Cache tes drapeaux, guerre. Sinon, toi, misère, montre tes haillons. Et confrontons les déchirures. Celles-ci s’appellent gloire ; celles-là s’appellent famine, prostitution, ruine, peste. Ceci produit cela. Assez.

Est-ce vous qui attaquez, allemands ? Est-ce nous ? À qui en veut-on ? Allemands, all Men, vous êtes Tous-les-Hommes. Nous vous aimons. Nous sommes vos concitoyens dans la cité Philosophie, et vous êtes nos compatriotes dans la patrie Liberté. Nous sommes, nous, européens de Paris, la même famille que vous, européens de Berlin et de Vienne. France veut dire Affranchissement, Germanie veut dire Fraternité. Se représente-t-on le premier mot de la formule démocratique faisant la guerre au dernier ?

Les masses sont les forces ; depuis 89, elles sont aussi les volontés. De là le suffrage universel. Qu’est-ce que la guerre ? c’est le suicide des masses. Mettez donc ce suicide aux voix ! Le peuple complice de son propre assassinat, c’est le spectacle qu’offre la guerre. Rien de plus lamentable. On voit là à nu tout ce hideux mécanisme des forces détournées de leur but et employées contre elles-mêmes. On voit les deux bouts de la guerre ; nous en avons montré un tout à l’heure qui est le résultat : la misère. Maintenant montrons l’autre, qui est la cause : l’ignorance. Oh ! ce sont là, en effet, les deux tragiques maladies. Qui les guérira augmentera la lumière du soleil.

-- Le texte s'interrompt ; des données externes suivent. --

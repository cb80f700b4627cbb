// StaffSift - app/session.rs
//
// Session persistence: the API base URL, the auth token handed back by
// the backend, and the last dataset directory, restored between runs.
//
// Design principles:
// - The session is saved atomically (write→temp, rename→final) so a
//   crash during save never corrupts the previous good session.
// - Load errors are silently discarded (a corrupt or incompatible
//   session just starts fresh rather than surfacing errors).
// - The token is a pass-through: stored and returned verbatim, never
//   inspected or refreshed here. Authentication is the backend's
//   concern.

use crate::util::constants::SESSION_FILE_NAME;
use crate::util::error::SessionError;
use serde::{Deserialize, Serialize};
use std::path::{Path, PathBuf};

/// Version stamp for forward-compatibility checks.
///
/// Increment this constant whenever `SessionData` gains or removes
/// fields in a breaking way. Version mismatches silently discard the
/// session.
pub const SESSION_VERSION: u32 = 1;

// =============================================================================
// On-disk data structure
// =============================================================================

/// Complete persistent session snapshot.
///
/// Every field except `version` carries a serde default so minor format
/// additions are tolerated without bumping the version.
#[derive(Debug, Default, Serialize, Deserialize)]
pub struct SessionData {
    /// Schema version. Must equal `SESSION_VERSION` to be accepted.
    pub version: u32,

    /// Base URL of the HR backend the snapshots came from. Recorded for
    /// operator context; StaffSift itself never calls it.
    #[serde(default)]
    pub api_base_url: Option<String>,

    /// Opaque bearer token from `staffsift login`. Pass-through only.
    #[serde(default)]
    pub auth_token: Option<String>,

    /// Dataset directory used by the last run. List commands fall back
    /// to it when `--data-dir` is not given.
    #[serde(default)]
    pub dataset_dir: Option<PathBuf>,
}

impl SessionData {
    /// Fresh session with the current schema version.
    pub fn new() -> Self {
        Self {
            version: SESSION_VERSION,
            ..Default::default()
        }
    }
}

// =============================================================================
// I/O helpers
// =============================================================================

/// Resolve the session file path from the platform data directory.
pub fn session_path(data_dir: &Path) -> PathBuf {
    data_dir.join(SESSION_FILE_NAME)
}

/// Save `data` to `path` atomically (write temp → rename).
///
/// Creates all parent directories as needed.
pub fn save(data: &SessionData, path: &Path) -> Result<(), SessionError> {
    // Ensure the parent directory exists before writing.
    if let Some(parent) = path.parent() {
        std::fs::create_dir_all(parent).map_err(|e| SessionError::Io {
            path: parent.to_path_buf(),
            operation: "create session directory",
            source: e,
        })?;
    }

    let json =
        serde_json::to_string_pretty(data).map_err(|e| SessionError::Serialise { source: e })?;

    // Atomic write: write to a sibling temp file then rename. A crash
    // between write and rename loses the new session but never corrupts
    // the previous one.
    let tmp = path.with_extension("json.tmp");
    std::fs::write(&tmp, json.as_bytes()).map_err(|e| SessionError::Io {
        path: tmp.clone(),
        operation: "write session temp file",
        source: e,
    })?;

    std::fs::rename(&tmp, path).map_err(|e| {
        // Clean up the temp file on failure; ignore any secondary error.
        let _ = std::fs::remove_file(&tmp);
        SessionError::Io {
            path: path.to_path_buf(),
            operation: "finalise session file",
            source: e,
        }
    })?;

    tracing::debug!(path = %path.display(), "Session saved");
    Ok(())
}

/// Load and validate a `SessionData` from `path`.
///
/// Returns `None` on any error (file not found, JSON parse failure,
/// version mismatch). The caller should treat `None` as "start fresh".
pub fn load(path: &Path) -> Option<SessionData> {
    let content = std::fs::read_to_string(path)
        .map_err(|e| {
            // Distinguish "file not found" (normal first run) from other errors.
            if e.kind() != std::io::ErrorKind::NotFound {
                tracing::debug!(path = %path.display(), error = %e, "Cannot read session file");
            }
        })
        .ok()?;

    let data: SessionData = serde_json::from_str(&content)
        .map_err(|e| {
            tracing::warn!(
                path = %path.display(),
                error = %e,
                "Session file is malformed, starting fresh"
            );
        })
        .ok()?;

    if data.version != SESSION_VERSION {
        tracing::warn!(
            found = data.version,
            expected = SESSION_VERSION,
            "Session file version mismatch, starting fresh"
        );
        return None;
    }

    tracing::debug!(path = %path.display(), "Session file loaded");
    Some(data)
}

// =============================================================================
// Unit tests
// =============================================================================

#[cfg(test)]
mod tests {
    use super::*;
    use tempfile::TempDir;

    fn sample_data() -> SessionData {
        SessionData {
            version: SESSION_VERSION,
            api_base_url: Some("https://hr.example.com/api".to_string()),
            auth_token: Some("tok-123".to_string()),
            dataset_dir: Some(PathBuf::from("/var/lib/staffsift/snapshots")),
        }
    }

    /// Save and load must round-trip all fields accurately.
    #[test]
    fn test_session_save_load_round_trip() {
        let dir = TempDir::new().unwrap();
        let path = dir.path().join("session.json");
        let original = sample_data();

        save(&original, &path).expect("save should succeed");
        let loaded = load(&path).expect("load should return Some after valid save");

        assert_eq!(loaded.version, SESSION_VERSION);
        assert_eq!(loaded.api_base_url, original.api_base_url);
        assert_eq!(loaded.auth_token.as_deref(), Some("tok-123"));
        assert_eq!(loaded.dataset_dir, original.dataset_dir);
    }

    /// Load must return None when the file does not exist (first run).
    #[test]
    fn test_session_load_missing_file_returns_none() {
        let dir = TempDir::new().unwrap();
        let path = dir.path().join("nonexistent.json");
        assert!(load(&path).is_none());
    }

    /// Load must return None when the JSON is malformed rather than panicking.
    #[test]
    fn test_session_load_malformed_json_returns_none() {
        let dir = TempDir::new().unwrap();
        let path = dir.path().join("session.json");
        std::fs::write(&path, b"not valid json {{{{").unwrap();
        assert!(load(&path).is_none());
    }

    /// Load must return None when the version field is wrong.
    #[test]
    fn test_session_load_wrong_version_returns_none() {
        let dir = TempDir::new().unwrap();
        let path = dir.path().join("session.json");
        let mut data = sample_data();
        data.version = 99;
        save(&data, &path).unwrap();
        // save() writes whatever version we give it; validation is in load().
        assert!(load(&path).is_none());
    }

    /// A leftover temp file from a crashed save must not corrupt anything.
    #[test]
    fn test_session_save_atomic_does_not_corrupt_original() {
        let dir = TempDir::new().unwrap();
        let path = dir.path().join("session.json");

        let original = sample_data();
        save(&original, &path).unwrap();

        // Simulate a leftover temp file from a previous crash.
        let tmp = path.with_extension("json.tmp");
        std::fs::write(&tmp, b"garbage").unwrap();

        let mut updated = sample_data();
        updated.auth_token = Some("tok-456".to_string());
        save(&updated, &path).unwrap();

        let loaded = load(&path).unwrap();
        assert_eq!(loaded.auth_token.as_deref(), Some("tok-456"));
    }
}
// StaffSift - core/filter/leave.rs
//
// Criteria and predicate chain for leave requests. Leaves span an
// inclusive date interval, so the date dimension is an overlap test
// rather than a point range: a leave that straddles either bound is
// still shown.

use crate::core::classify::{leave_duration, LeaveDuration};
use crate::core::filter::{
    matches_search, matching_indices, overlaps_date_bounds, toggle, Lookups, Searchable,
};
use crate::core::model::{LeaveRequest, LeaveStatus, LeaveType};
use chrono::NaiveDate;
use std::collections::HashSet;

/// Complete leave criteria. All fields are AND-combined when applied;
/// an empty set or `None` bound leaves that dimension unconstrained.
#[derive(Debug, Clone, Default)]
pub struct LeaveFilter {
    /// Substring text search (case-insensitive). Empty = no filter.
    pub search: String,

    /// Employee ids to include (empty = all).
    pub employees: HashSet<String>,

    /// Resolved departments to include (empty = all).
    pub departments: HashSet<String>,

    /// Leave types to include (empty = all).
    pub leave_types: HashSet<LeaveType>,

    /// Approval statuses to include (empty = all).
    pub statuses: HashSet<LeaveStatus>,

    /// Start of date window (inclusive). None = no lower bound.
    pub date_from: Option<NaiveDate>,

    /// End of date window (inclusive). None = no upper bound.
    pub date_to: Option<NaiveDate>,

    /// Duration categories to include (empty = all).
    pub durations: HashSet<LeaveDuration>,
}

impl LeaveFilter {
    /// Returns true if no criteria are active.
    pub fn is_empty(&self) -> bool {
        self.search.is_empty()
            && self.employees.is_empty()
            && self.departments.is_empty()
            && self.leave_types.is_empty()
            && self.statuses.is_empty()
            && self.date_from.is_none()
            && self.date_to.is_none()
            && self.durations.is_empty()
    }

    pub fn toggle_employee(&mut self, employee_id: String) {
        toggle(&mut self.employees, employee_id);
    }

    pub fn toggle_department(&mut self, department: String) {
        toggle(&mut self.departments, department);
    }

    pub fn toggle_leave_type(&mut self, leave_type: LeaveType) {
        toggle(&mut self.leave_types, leave_type);
    }

    pub fn toggle_status(&mut self, status: LeaveStatus) {
        toggle(&mut self.statuses, status);
    }

    pub fn toggle_duration(&mut self, duration: LeaveDuration) {
        toggle(&mut self.durations, duration);
    }
}

impl Searchable for LeaveRequest {
    fn searchable_fields(&self, lookups: &Lookups<'_>, out: &mut Vec<String>) {
        out.push(lookups.employees.display_name(&self.employee_id));
        out.push(self.leave_type.label().to_string());
        out.push(self.status.label().to_string());
        out.push(self.start_date.to_string());
        out.push(self.end_date.to_string());
        if let Some(reason) = &self.reason {
            out.push(reason.clone());
        }
    }
}

/// Apply leave criteria, returning indices of matching requests.
///
/// Indices point into the original slice, in input order.
pub fn filter_leaves(
    records: &[LeaveRequest],
    filter: &LeaveFilter,
    lookups: &Lookups<'_>,
) -> Vec<usize> {
    if filter.is_empty() {
        return (0..records.len()).collect();
    }

    let query_lower = filter.search.to_lowercase();

    matching_indices(records, |record| {
        matches_all(record, filter, lookups, &query_lower)
    })
}

/// Check if a single request matches all active criteria.
fn matches_all(
    record: &LeaveRequest,
    filter: &LeaveFilter,
    lookups: &Lookups<'_>,
    query_lower: &str,
) -> bool {
    // Text search
    if !query_lower.is_empty() && !matches_search(record, lookups, query_lower) {
        return false;
    }

    // Date window: overlap, not containment
    if !overlaps_date_bounds(
        record.start_date,
        record.end_date,
        filter.date_from,
        filter.date_to,
    ) {
        return false;
    }

    // Employee filter
    if !filter.employees.is_empty() && !filter.employees.contains(&record.employee_id) {
        return false;
    }

    // Leave type filter
    if !filter.leave_types.is_empty() && !filter.leave_types.contains(&record.leave_type) {
        return false;
    }

    // Status filter
    if !filter.statuses.is_empty() && !filter.statuses.contains(&record.status) {
        return false;
    }

    // Department filter (resolved, sentinel included)
    if !filter.departments.is_empty() {
        let department = lookups.employees.display_department(&record.employee_id);
        if !filter.departments.contains(&department) {
            return false;
        }
    }

    // Duration filter (classified from the day count)
    if !filter.durations.is_empty() && !filter.durations.contains(&leave_duration(record.days_count))
    {
        return false;
    }

    true
}

#[cfg(test)]
mod tests {
    use super::*;
    use crate::core::model::{Employee, EmploymentStatus};
    use crate::core::resolve::{EmployeeDirectory, JobCatalog};

    fn make_employee(id: &str, first: &str, last: &str, dept: &str) -> Employee {
        Employee {
            id: id.into(),
            first_name: first.into(),
            last_name: last.into(),
            email: format!("{}@example.com", first.to_lowercase()),
            department: dept.into(),
            position: String::new(),
            employment_type: None,
            phone: None,
            join_date: None,
            salary: None,
            status: EmploymentStatus::Active,
        }
    }

    fn make_leave(
        id: &str,
        employee_id: &str,
        leave_type: LeaveType,
        start: &str,
        end: &str,
        days: f64,
        status: LeaveStatus,
    ) -> LeaveRequest {
        LeaveRequest {
            id: id.into(),
            employee_id: employee_id.into(),
            leave_type,
            start_date: start.parse().unwrap(),
            end_date: end.parse().unwrap(),
            days_count: days,
            reason: None,
            status,
        }
    }

    fn make_dataset() -> (Vec<Employee>, Vec<LeaveRequest>) {
        let employees = vec![
            make_employee("e1", "Ada", "Lovelace", "Engineering"),
            make_employee("e2", "Grace", "Hopper", "Research"),
        ];
        let leaves = vec![
            make_leave("l1", "e1", LeaveType::Vacation, "2024-12-20", "2024-12-26", 5.0, LeaveStatus::Approved),
            make_leave("l2", "e2", LeaveType::Sick, "2024-12-01", "2024-12-10", 8.0, LeaveStatus::Pending),
            make_leave("l3", "e1", LeaveType::Casual, "2024-12-27", "2024-12-27", 1.0, LeaveStatus::Rejected),
        ];
        (employees, leaves)
    }

    #[test]
    fn test_empty_filter_returns_all_in_order() {
        let (employees, leaves) = make_dataset();
        let dir = EmployeeDirectory::new(&employees);
        let jobs = JobCatalog::default();
        let lookups = Lookups::new(&dir, &jobs);

        let result = filter_leaves(&leaves, &LeaveFilter::default(), &lookups);
        assert_eq!(result, vec![0, 1, 2]);
    }

    #[test]
    fn test_date_window_keeps_straddling_leave() {
        let (employees, leaves) = make_dataset();
        let dir = EmployeeDirectory::new(&employees);
        let jobs = JobCatalog::default();
        let lookups = Lookups::new(&dir, &jobs);

        // l1 runs 12-20..12-26 and straddles the window start; l2 ends
        // before the window and is excluded.
        let filter = LeaveFilter {
            date_from: Some("2024-12-25".parse().unwrap()),
            date_to: Some("2024-12-30".parse().unwrap()),
            ..Default::default()
        };
        let result = filter_leaves(&leaves, &filter, &lookups);
        assert_eq!(result, vec![0, 2]);
    }

    #[test]
    fn test_leave_type_dimension() {
        let (employees, leaves) = make_dataset();
        let dir = EmployeeDirectory::new(&employees);
        let jobs = JobCatalog::default();
        let lookups = Lookups::new(&dir, &jobs);

        let mut filter = LeaveFilter::default();
        filter.toggle_leave_type(LeaveType::Sick);
        filter.toggle_leave_type(LeaveType::Casual);
        let result = filter_leaves(&leaves, &filter, &lookups);
        assert_eq!(result, vec![1, 2]);
    }

    #[test]
    fn test_duration_dimension_classifies_day_count() {
        let (employees, leaves) = make_dataset();
        let dir = EmployeeDirectory::new(&employees);
        let jobs = JobCatalog::default();
        let lookups = Lookups::new(&dir, &jobs);

        let mut filter = LeaveFilter::default();
        filter.toggle_duration(LeaveDuration::Medium);
        let result = filter_leaves(&leaves, &filter, &lookups);
        assert_eq!(result, vec![0]);

        let mut filter = LeaveFilter::default();
        filter.toggle_duration(LeaveDuration::Short);
        filter.toggle_duration(LeaveDuration::Long);
        let result = filter_leaves(&leaves, &filter, &lookups);
        assert_eq!(result, vec![1, 2]);
    }

    #[test]
    fn test_search_covers_reason_and_dates() {
        let (employees, mut leaves) = make_dataset();
        leaves[2].reason = Some("Moving house".into());
        let dir = EmployeeDirectory::new(&employees);
        let jobs = JobCatalog::default();
        let lookups = Lookups::new(&dir, &jobs);

        let filter = LeaveFilter {
            search: "moving".into(),
            ..Default::default()
        };
        assert_eq!(filter_leaves(&leaves, &filter, &lookups), vec![2]);

        let filter = LeaveFilter {
            search: "2024-12-10".into(),
            ..Default::default()
        };
        assert_eq!(filter_leaves(&leaves, &filter, &lookups), vec![1]);
    }

    #[test]
    fn test_status_and_department_combined() {
        let (employees, leaves) = make_dataset();
        let dir = EmployeeDirectory::new(&employees);
        let jobs = JobCatalog::default();
        let lookups = Lookups::new(&dir, &jobs);

        let mut filter = LeaveFilter::default();
        filter.toggle_status(LeaveStatus::Approved);
        filter.toggle_status(LeaveStatus::Rejected);
        filter.toggle_department("Engineering".into());
        let result = filter_leaves(&leaves, &filter, &lookups);
        assert_eq!(result, vec![0, 2]);
    }

    #[test]
    fn test_refiltering_selection_is_idempotent() {
        let (employees, leaves) = make_dataset();
        let dir = EmployeeDirectory::new(&employees);
        let jobs = JobCatalog::default();
        let lookups = Lookups::new(&dir, &jobs);

        let mut filter = LeaveFilter::default();
        filter.toggle_status(LeaveStatus::Approved);
        let first = filter_leaves(&leaves, &filter, &lookups);

        let selected: Vec<LeaveRequest> = first.iter().map(|&i| leaves[i].clone()).collect();
        let second = filter_leaves(&selected, &filter, &lookups);
        assert_eq!(second, (0..selected.len()).collect::<Vec<_>>());
    }
}
/// Where the tensors of every worker live.
#[derive(
    Clone, Copy, Debug, Default, PartialEq, Eq, clap::ValueEnum, strum::Display, strum::EnumString,
)]
#[strum(serialize_all = "lowercase")]
pub enum DeviceKind {
    #[default]
    Cpu,
    Gpu,
}

impl DeviceKind {
    pub fn is_available(&self) -> bool {
        match self {
            DeviceKind::Cpu => true,
            DeviceKind::Gpu => cfg!(feature = "wgpu"),
        }
    }
}

/// Sizes the global pool running the CPU tensor kernels.
///
/// `0` keeps the runtime default. The pool can only be sized once per process;
/// later calls keep the existing pool.
pub fn configure_intra_op_threads(num_threads: usize) {
    if num_threads == 0 {
        log::debug!(
            "Using the default number of intra-op threads ({})",
            rayon::current_num_threads()
        );
        return;
    }

    match rayon::ThreadPoolBuilder::new()
        .num_threads(num_threads)
        .thread_name(|index| format!("intra-op-{index}"))
        .build_global()
    {
        Ok(()) => log::info!("Using {num_threads} intra-op threads"),
        Err(err) => log::warn!(
            "Keeping {} intra-op threads: {err}",
            rayon::current_num_threads()
        ),
    }
}
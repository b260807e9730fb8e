/// Gradual learning rate warmup for large effective batch sizes.
///
/// Training with `size` workers starts at `initial_lr / size` and reaches
/// `initial_lr` linearly, step by step, over the first `warmup_epochs` epochs.
#[derive(Clone, Debug, PartialEq)]
pub struct LearningRateWarmup {
    initial_lr: f64,
    size: usize,
    warmup_epochs: usize,
    steps_per_epoch: usize,
}

impl LearningRateWarmup {
    pub fn new(initial_lr: f64, size: usize, warmup_epochs: usize, steps_per_epoch: usize) -> Self {
        Self {
            initial_lr,
            size: size.max(1),
            warmup_epochs,
            steps_per_epoch: steps_per_epoch.max(1),
        }
    }

    /// Learning rate of the `step`-th step of `epoch`, both counted from zero.
    pub fn learning_rate(&self, epoch: usize, step: usize) -> f64 {
        let epoch = epoch as f64 + step as f64 / self.steps_per_epoch as f64;
        if epoch >= self.warmup_epochs as f64 {
            return self.initial_lr;
        }

        let epoch = epoch + 1.0 / self.steps_per_epoch as f64;
        let size = self.size as f64;
        self.initial_lr * (1.0 / size) * (epoch * (size - 1.0) / self.warmup_epochs as f64 + 1.0)
    }

    /// Whether the warmup completes at the end of `epoch`.
    pub fn finishes_at(&self, epoch: usize) -> bool {
        self.warmup_epochs > 0 && epoch + 1 == self.warmup_epochs
    }

    pub fn initial_lr(&self) -> f64 {
        self.initial_lr
    }
}
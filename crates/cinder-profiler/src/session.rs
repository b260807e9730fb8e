use std::borrow::Cow;
use std::cell::RefCell;
use std::marker::PhantomData;
use std::time::{Duration, Instant};

use crate::alloc::{self, AllocSnapshot};
use crate::{ProfileEvent, ProfileReport, ProfilerError};

/// What a profiling session records besides CPU time.
#[derive(Clone, Copy, Debug, Default, PartialEq, Eq)]
pub struct ProfilerConfig {
    pub profile_memory: bool,
    pub record_shapes: bool,
}

impl ProfilerConfig {
    pub fn new() -> Self {
        Self::default()
    }

    pub fn with_profile_memory(mut self, profile_memory: bool) -> Self {
        self.profile_memory = profile_memory;
        self
    }

    pub fn with_record_shapes(mut self, record_shapes: bool) -> Self {
        self.record_shapes = record_shapes;
        self
    }
}

thread_local! {
    static ACTIVE: RefCell<Option<Recorder>> = const { RefCell::new(None) };
}

struct Frame {
    name: Cow<'static, str>,
    input_shapes: Vec<Vec<usize>>,
    start: Instant,
    alloc: AllocSnapshot,
    children_time: Duration,
    children_memory: i64,
}

struct Recorder {
    config: ProfilerConfig,
    started: Instant,
    stack: Vec<Frame>,
    events: Vec<ProfileEvent>,
}

impl Recorder {
    fn enter(&mut self, name: Cow<'static, str>, input_shapes: Vec<Vec<usize>>) {
        self.stack.push(Frame {
            name,
            input_shapes,
            start: Instant::now(),
            alloc: AllocSnapshot::default(),
            children_time: Duration::ZERO,
            children_memory: 0,
        });

        // Taken last so the frame bookkeeping itself is not charged to the scope.
        if let Some(frame) = self.stack.last_mut() {
            frame.alloc = alloc::snapshot();
            frame.start = Instant::now();
        }
    }

    fn exit(&mut self) {
        let end = Instant::now();
        let end_alloc = alloc::snapshot();

        let Some(frame) = self.stack.pop() else {
            return;
        };

        let cpu_time = end.saturating_duration_since(frame.start);
        let cpu_memory = if self.config.profile_memory {
            end_alloc.net_since(&frame.alloc)
        } else {
            0
        };

        if let Some(parent) = self.stack.last_mut() {
            parent.children_time += cpu_time;
            parent.children_memory += cpu_memory;
        }

        self.events.push(ProfileEvent {
            name: frame.name.into_owned(),
            input_shapes: frame.input_shapes,
            start: frame.start.saturating_duration_since(self.started),
            depth: self.stack.len(),
            cpu_time,
            self_cpu_time: cpu_time.saturating_sub(frame.children_time),
            cpu_memory,
            self_cpu_memory: cpu_memory - frame.children_memory,
        });
    }
}

/// Entry point of the profiler.
pub struct Profiler;

impl Profiler {
    /// Starts recording the scopes opened on the current thread.
    ///
    /// Only one session can be active per thread.
    pub fn start(config: ProfilerConfig) -> Result<ProfilerSession, ProfilerError> {
        ACTIVE.with(|active| {
            let mut active = active.borrow_mut();
            if active.is_some() {
                return Err(ProfilerError::AlreadyActive);
            }

            if config.profile_memory && !alloc::is_tracking() {
                log::warn!(
                    "Memory profiling requested but no tracking allocator is installed, \
                     memory columns will be zero"
                );
            }

            *active = Some(Recorder {
                config,
                started: Instant::now(),
                stack: Vec::new(),
                events: Vec::new(),
            });
            Ok(ProfilerSession {
                config,
                not_send: PhantomData,
            })
        })
    }

    /// Whether a session is recording on the current thread.
    pub fn is_active() -> bool {
        ACTIVE.with(|active| active.borrow().is_some())
    }
}

/// A running profiling session, bound to the thread that started it.
///
/// Dropping the session without calling [finish](ProfilerSession::finish) discards
/// what was recorded.
pub struct ProfilerSession {
    config: ProfilerConfig,
    not_send: PhantomData<*const ()>,
}

impl ProfilerSession {
    pub fn config(&self) -> ProfilerConfig {
        self.config
    }

    /// Stops recording and returns every closed scope, in closing order.
    pub fn finish(self) -> ProfileReport {
        let recorder = ACTIVE.with(|active| active.borrow_mut().take());

        match recorder {
            Some(recorder) => {
                if !recorder.stack.is_empty() {
                    log::warn!(
                        "{} profiling scopes were still open when the session finished",
                        recorder.stack.len()
                    );
                }
                ProfileReport::new(recorder.events, recorder.config, recorder.started.elapsed())
            }
            None => ProfileReport::new(Vec::new(), self.config, Duration::ZERO),
        }
    }
}

impl Drop for ProfilerSession {
    fn drop(&mut self) {
        ACTIVE.with(|active| {
            if let Ok(mut active) = active.try_borrow_mut() {
                active.take();
            }
        });
    }
}

/// Guard of a profiled scope; the scope closes when the guard is dropped.
#[must_use = "the scope closes as soon as the guard is dropped"]
pub struct RecordFunction {
    active: bool,
    not_send: PhantomData<*const ()>,
}

impl Drop for RecordFunction {
    fn drop(&mut self) {
        if !self.active {
            return;
        }
        ACTIVE.with(|active| {
            if let Some(recorder) = active.borrow_mut().as_mut() {
                recorder.exit();
            }
        });
    }
}

/// Opens a profiled scope named `name`.
///
/// Does nothing when no session is active on the current thread.
pub fn record_function(name: impl Into<Cow<'static, str>>) -> RecordFunction {
    record_function_with_shapes(name, Vec::new)
}

/// Opens a profiled scope and attaches the shapes of its inputs.
///
/// `shapes` is only called when the active session records shapes.
pub fn record_function_with_shapes<F>(
    name: impl Into<Cow<'static, str>>,
    shapes: F,
) -> RecordFunction
where
    F: FnOnce() -> Vec<Vec<usize>>,
{
    let record_shapes = ACTIVE.with(|active| {
        active
            .borrow()
            .as_ref()
            .map(|recorder| recorder.config.record_shapes)
    });
    let Some(record_shapes) = record_shapes else {
        return RecordFunction {
            active: false,
            not_send: PhantomData,
        };
    };

    let input_shapes = if record_shapes { shapes() } else { Vec::new() };
    let active = ACTIVE.with(|active| match active.borrow_mut().as_mut() {
        Some(recorder) => {
            recorder.enter(name.into(), input_shapes);
            true
        }
        None => false,
    });

    RecordFunction {
        active,
        not_send: PhantomData,
    }
}

#[cfg(test)]
mod tests {
    use super::*;

    fn busy(duration: Duration) {
        let start = Instant::now();
        while start.elapsed() < duration {
            std::hint::spin_loop();
        }
    }

    #[test]
    fn scopes_without_session_are_inert() {
        let _guard = record_function("idle");

        assert!(!Profiler::is_active());
    }

    #[test]
    fn second_session_on_same_thread_is_rejected() {
        let session = Profiler::start(ProfilerConfig::new()).unwrap();

        assert!(matches!(
            Profiler::start(ProfilerConfig::new()),
            Err(ProfilerError::AlreadyActive)
        ));

        drop(session);
        assert!(!Profiler::is_active());
    }

    #[test]
    fn nested_scopes_split_self_time() {
        let session = Profiler::start(ProfilerConfig::new()).unwrap();
        {
            let _outer = record_function("outer");
            busy(Duration::from_millis(2));
            {
                let _inner = record_function("inner");
                busy(Duration::from_millis(5));
            }
        }
        let report = session.finish();

        let events = report.events();
        assert_eq!(events.len(), 2);
        let (inner, outer) = (&events[0], &events[1]);
        assert_eq!(inner.name, "inner");
        assert_eq!(inner.depth, 1);
        assert_eq!(outer.name, "outer");
        assert_eq!(outer.depth, 0);
        assert!(outer.cpu_time >= inner.cpu_time);
        assert_eq!(outer.self_cpu_time, outer.cpu_time - inner.cpu_time);
        assert!(inner.self_cpu_time >= Duration::from_millis(5));
    }

    #[test]
    fn shapes_are_recorded_on_demand() {
        let config = ProfilerConfig::new().with_record_shapes(true);
        let session = Profiler::start(config).unwrap();
        drop(record_function_with_shapes("matmul", || vec![vec![2, 3], vec![3, 4]]));
        let report = session.finish();

        assert_eq!(report.events()[0].input_shapes, vec![vec![2, 3], vec![3, 4]]);

        let session = Profiler::start(ProfilerConfig::new()).unwrap();
        drop(record_function_with_shapes("matmul", || {
            panic!("shapes must not be computed when they are not recorded")
        }));
        assert!(session.finish().events()[0].input_shapes.is_empty());
    }

    #[test]
    fn memory_is_attributed_to_the_allocating_scope() {
        let config = ProfilerConfig::new().with_profile_memory(true);
        let session = Profiler::start(config).unwrap();
        let kept = {
            let _outer = record_function("outer");
            let _inner = record_function("alloc");
            vec![7u8; 32 << 20]
        };
        let report = session.finish();
        drop(kept);

        let alloc = &report.events()[0];
        let outer = &report.events()[1];
        assert_eq!(alloc.name, "alloc");
        assert!(alloc.self_cpu_memory >= 16 << 20);
        assert_eq!(outer.name, "outer");
    }
}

Le propre de l’ignorance, c’est de subir. Les forces s’ignorent. Avez-vous remarqué le grand œil doux du bœuf ? Cet œil est aveugle. Il faut qu’il reste doux, mais qu’il devienne intelligent. La force doit se connaître. Sans quoi elle est terrible. Elle aboutit à commettre des crimes, elle qui doit les empêcher. Que tout soit actif, que rien ne soit passif, le secret de la civilisation est là. Forces passives, quel mot inepte ! De là des meurtres. Un cadavre étendu qui regarde le ciel accuse évidemment. Qui ? Vous, moi, nous tous, non seulement ceux qui ont fait, mais ceux qui ont laissé faire.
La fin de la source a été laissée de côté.